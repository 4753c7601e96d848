use sea_orm::entity::prelude::*;
use sea_orm::JsonValue;

use crate::types::ProjectStatus;

#[derive(Clone, Debug, PartialEq, Eq, DeriveEntityModel)]
#[sea_orm(table_name = "projects")]
pub struct Model {
    #[sea_orm(primary_key)]
    pub id: i64,
    pub uuid: Uuid,
    pub user_id: Uuid,
    pub title: String,
    #[sea_orm(column_type = "Text")]
    pub description: String,
    pub status: ProjectStatus,
    pub attachments: JsonValue,
    pub author: Option<String>,
    pub created_at: DateTimeUtc,
}

#[derive(Copy, Clone, Debug, EnumIter, DeriveRelation)]
pub enum Relation {}

impl ActiveModelBehavior for ActiveModel {}
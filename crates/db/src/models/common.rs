use sea_orm::{ColumnTrait, ConnectionTrait, DbErr, EntityTrait, JsonValue, QueryFilter, QuerySelect};
use serde::{Deserialize, Serialize};
use ts_rs::TS;
use uuid::Uuid;

use crate::{entities::tag, types::Attachment};

/// Tag as exposed on tasks and notes.
#[derive(Debug, Clone, PartialEq, Eq, Serialize, Deserialize, TS)]
pub struct TagRef {
    pub id: Uuid,
    pub name: String,
}

impl From<tag::Model> for TagRef {
    fn from(model: tag::Model) -> Self {
        Self {
            id: model.uuid,
            name: model.name,
        }
    }
}

pub(crate) fn attachments_from_json(value: JsonValue) -> Vec<Attachment> {
    match serde_json::from_value(value) {
        Ok(list) => list,
        Err(err) => {
            tracing::warn!(error = %err, "ignoring malformed attachments column");
            Vec::new()
        }
    }
}

pub(crate) fn attachments_to_json(list: &[Attachment]) -> Result<JsonValue, DbErr> {
    serde_json::to_value(list).map_err(|err| DbErr::Custom(err.to_string()))
}

/// Resolves a tag uuid to its row id, only among the given user's tags.
pub(crate) async fn tag_row_id<C: ConnectionTrait>(
    db: &C,
    user_id: Uuid,
    tag_uuid: Option<Uuid>,
) -> Result<Option<i64>, DbErr> {
    let Some(tag_uuid) = tag_uuid else {
        return Ok(None);
    };
    let id: Option<i64> = tag::Entity::find()
        .select_only()
        .column(tag::Column::Id)
        .filter(tag::Column::Uuid.eq(tag_uuid))
        .filter(tag::Column::UserId.eq(user_id))
        .into_tuple()
        .one(db)
        .await?;
    id.map(Some)
        .ok_or(DbErr::RecordNotFound("Tag not found".to_string()))
}

/// Trimmed search term, `None` when blank.
pub(crate) fn search_term(raw: Option<&str>) -> Option<String> {
    raw.map(str::trim)
        .filter(|term| !term.is_empty())
        .map(str::to_string)
}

================

- Action item
How many of the lines above hold the word "Deserialize"? Give only that number.

- Answer to the exercise
2